In the United States, college football has been played since the 1869 season when Princeton and Rutgers played the first game. In the early years of the game, the American University Harvard University and Canadian University McGill University developed a rivalry that is credited with the establishment of modern American football. The first game played outside the United States occurred on October 23, 1874, when the Crimson defeated McGill 3–0 at Montreal, Quebec. Several other games were played during the early years of the game in Canada until the differences between American and Canadian football became significant enough that Canadian and American universities ceased playing one-another. In addition to the early Canadian games, several teams competed in the Bacardi Bowl at Havana, Cuba until it was discontinued after the 1946 edition of the game.

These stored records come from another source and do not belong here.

// src/ingest/providers/rss.rs
//! RSS 2.0 and Atom feeds (news sites, subreddits, YouTube channels).

use anyhow::{Context, Result};
use async_trait::async_trait;
use chrono::{DateTime, Duration, Utc};
use metrics::{counter, histogram};
use quick_xml::de::from_str;
use serde::Deserialize;
use time::format_description::well_known::{Rfc2822, Rfc3339};
use time::OffsetDateTime;

use crate::ingest::normalize_text;
use crate::ingest::types::SourceProvider;
use crate::item::{NewsItem, SourceKind};

/// Snippet length kept from feed bodies.
pub const FEED_SNIPPET_CHARS: usize = 500;

#[derive(Debug, Deserialize)]
struct Rss {
    channel: Channel,
}

#[derive(Debug, Deserialize)]
struct Channel {
    #[serde(rename = "item", default)]
    item: Vec<RssItem>,
}

#[derive(Debug, Deserialize)]
struct RssItem {
    title: Option<String>,
    link: Option<String>,
    #[serde(rename = "pubDate")]
    pub_date: Option<String>,
    description: Option<String>,
    #[serde(rename = "content:encoded")]
    content: Option<String>,
}

#[derive(Debug, Deserialize)]
struct AtomFeed {
    #[serde(rename = "entry", default)]
    entry: Vec<AtomEntry>,
}

#[derive(Debug, Deserialize)]
struct AtomEntry {
    title: Option<Text>,
    #[serde(rename = "link", default)]
    links: Vec<AtomLink>,
    published: Option<String>,
    updated: Option<String>,
    summary: Option<Text>,
    content: Option<Text>,
    #[serde(rename = "media:group")]
    media_group: Option<MediaGroup>,
}

#[derive(Debug, Deserialize)]
struct AtomLink {
    #[serde(rename = "@href")]
    href: Option<String>,
    #[serde(rename = "@rel")]
    rel: Option<String>,
}

#[derive(Debug, Deserialize)]
struct Text {
    #[serde(rename = "$text", default)]
    value: String,
}

#[derive(Debug, Deserialize)]
struct MediaGroup {
    #[serde(rename = "media:description")]
    description: Option<String>,
}

/// Feed entry before lookback filtering.
#[derive(Debug)]
struct Entry {
    title: String,
    link: String,
    published: Option<DateTime<Utc>>,
    body: String,
}

fn to_utc(odt: OffsetDateTime) -> Option<DateTime<Utc>> {
    DateTime::from_timestamp(odt.unix_timestamp(), 0)
}

/// RFC 2822 (RSS) or RFC 3339 (Atom); `None` when neither parses.
pub fn parse_feed_date(ts: &str) -> Option<DateTime<Utc>> {
    let ts = ts.trim();
    OffsetDateTime::parse(ts, &Rfc2822)
        .or_else(|_| OffsetDateTime::parse(ts, &Rfc3339))
        .ok()
        .and_then(to_utc)
}

/// Named HTML entities are not valid XML; replace the common ones before parsing.
fn scrub_html_entities_for_xml(s: &str) -> String {
    s.replace("&nbsp;", " ")
        .replace("&ndash;", "-")
        .replace("&mdash;", "-")
        .replace("&ldquo;", "\"")
        .replace("&rdquo;", "\"")
        .replace("&lsquo;", "'")
        .replace("&rsquo;", "'")
        .replace("&hellip;", "...")
}

fn is_atom(xml: &str) -> bool {
    let head: String = xml.chars().take(512).collect();
    head.contains("<feed") && !head.contains("<rss")
}

fn parse_entries(xml: &str) -> Result<Vec<Entry>> {
    let xml = scrub_html_entities_for_xml(xml);
    if is_atom(&xml) {
        let feed: AtomFeed = from_str(&xml).context("parsing atom xml")?;
        Ok(feed
            .entry
            .into_iter()
            .map(|e| {
                let link = e
                    .links
                    .iter()
                    .find(|l| l.rel.as_deref().map_or(true, |r| r == "alternate"))
                    .or_else(|| e.links.first())
                    .and_then(|l| l.href.clone())
                    .unwrap_or_default();
                let body = e
                    .content
                    .map(|t| t.value)
                    .filter(|s| !s.trim().is_empty())
                    .or_else(|| e.summary.map(|t| t.value))
                    .or_else(|| e.media_group.and_then(|m| m.description))
                    .unwrap_or_default();
                Entry {
                    title: e.title.map(|t| t.value).unwrap_or_default(),
                    link,
                    published: e
                        .published
                        .or(e.updated)
                        .as_deref()
                        .and_then(parse_feed_date),
                    body,
                }
            })
            .collect())
    } else {
        let rss: Rss = from_str(&xml).context("parsing rss xml")?;
        Ok(rss
            .channel
            .item
            .into_iter()
            .map(|it| Entry {
                title: it.title.unwrap_or_default(),
                link: it.link.unwrap_or_default().trim().to_string(),
                published: it.pub_date.as_deref().and_then(parse_feed_date),
                body: it
                    .content
                    .filter(|s| !s.trim().is_empty())
                    .or(it.description)
                    .unwrap_or_default(),
            })
            .collect())
    }
}

/// Parse a feed document into items.
///
/// Takes the first `max_items` entries, then drops those published before
/// `cutoff`. Entries without a date are kept.
pub fn parse_feed(
    xml: &str,
    source_name: &str,
    kind: SourceKind,
    max_items: usize,
    cutoff: Option<DateTime<Utc>>,
) -> Result<Vec<NewsItem>> {
    let t0 = std::time::Instant::now();
    let entries = parse_entries(xml)?;

    let mut out = Vec::new();
    for e in entries.into_iter().take(max_items) {
        if let (Some(published), Some(cutoff)) = (e.published, cutoff) {
            if published < cutoff {
                continue;
            }
        }
        if e.link.is_empty() {
            continue;
        }
        let title = normalize_text(&e.title, usize::MAX);
        let title = if title.is_empty() { "No title".to_string() } else { title };
        out.push(
            NewsItem::new(title, e.link, source_name, kind)
                .with_published(e.published)
                .with_snippet(normalize_text(&e.body, FEED_SNIPPET_CHARS)),
        );
    }

    histogram!("ingest_parse_ms").record(t0.elapsed().as_secs_f64() * 1_000.0);
    counter!("ingest_items_total", "kind" => kind.as_str()).increment(out.len() as u64);
    Ok(out)
}

enum Mode {
    Fixture(String),
    Http { url: String, client: reqwest::Client },
}

pub struct FeedProvider {
    name: String,
    kind: SourceKind,
    max_items: usize,
    lookback: Option<Duration>,
    mode: Mode,
}

impl FeedProvider {
    pub fn from_url(name: &str, url: &str, kind: SourceKind) -> Self {
        Self {
            name: name.to_string(),
            kind,
            max_items: 20,
            lookback: None,
            mode: Mode::Http {
                url: url.to_string(),
                client: crate::net::http_client(),
            },
        }
    }

    pub fn from_fixture(name: &str, xml: &str, kind: SourceKind) -> Self {
        Self {
            name: name.to_string(),
            kind,
            max_items: 20,
            lookback: None,
            mode: Mode::Fixture(xml.to_string()),
        }
    }

    pub fn max_items(mut self, n: usize) -> Self {
        self.max_items = n;
        self
    }

    /// Out-of-range windows disable the lookback filter.
    pub fn lookback_hours(mut self, hours: i64) -> Self {
        self.lookback = Duration::try_hours(hours);
        self
    }
}

#[async_trait]
impl SourceProvider for FeedProvider {
    async fn fetch_latest(&self) -> Result<Vec<NewsItem>> {
        let cutoff = self.lookback.and_then(|d| Utc::now().checked_sub_signed(d));
        let items = match &self.mode {
            Mode::Fixture(s) => parse_feed(s, &self.name, self.kind, self.max_items, cutoff)?,
            Mode::Http { url, client } => {
                let body = client
                    .get(url)
                    .send()
                    .await
                    .and_then(|r| r.error_for_status())
                    .with_context(|| format!("GET {url}"))?
                    .text()
                    .await
                    .context("feed body")?;
                parse_feed(&body, &self.name, self.kind, self.max_items, cutoff)?
            }
        };
        tracing::info!(source = %self.name, items = items.len(), "fetched feed");
        Ok(items)
    }

    fn name(&self) -> &str {
        &self.name
    }
}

Although not common, National Collegiate Athletic Association (NCAA) rules allow for member institutions to compete in regular season games scheduled in foreign countries no more than once every four years. The first of these games occurred in 1976 when Grambling State defeated Morgan State in the Pioneer Bowl at Korakuen Stadium in Tokyo. After that initial game, a regular season game called the Mirage Bowl (later called the Coca-Cola Classic) was played in Tokyo from 1977 to 1993. Since 1977, regular season games have also been played in Australia, Bermuda, Germany, Ireland, Italy, and the United Kingdom.

In April 2006, the NCAA announced Toronto was awarded a postseason bowl game to be played at Rogers Centre. The International Bowl was the first bowl game played outside the United States since the Bacardi Bowl in 1937. However, the game was discontinued after its 2010 edition. Two international games were played as part of the 2014 NCAA Division I FBS football season. Penn State and UCF played their season opener in the Croke Park Classic at Dublin, and the Bahamas Bowl had its inaugural edition at Thomas Robinson Stadium in Nassau in December 2014 and its second edition on December 24, 2015. The Bahamas Bowl has continued as part of the bowl schedule ever since. Two regular-season games were scheduled for 2016: the first game of the season, with California and Hawaiʻi playing at ANZ Stadium in Sydney, and a return to Dublin's Aviva Stadium, this time with Boston College playing Georgia Tech.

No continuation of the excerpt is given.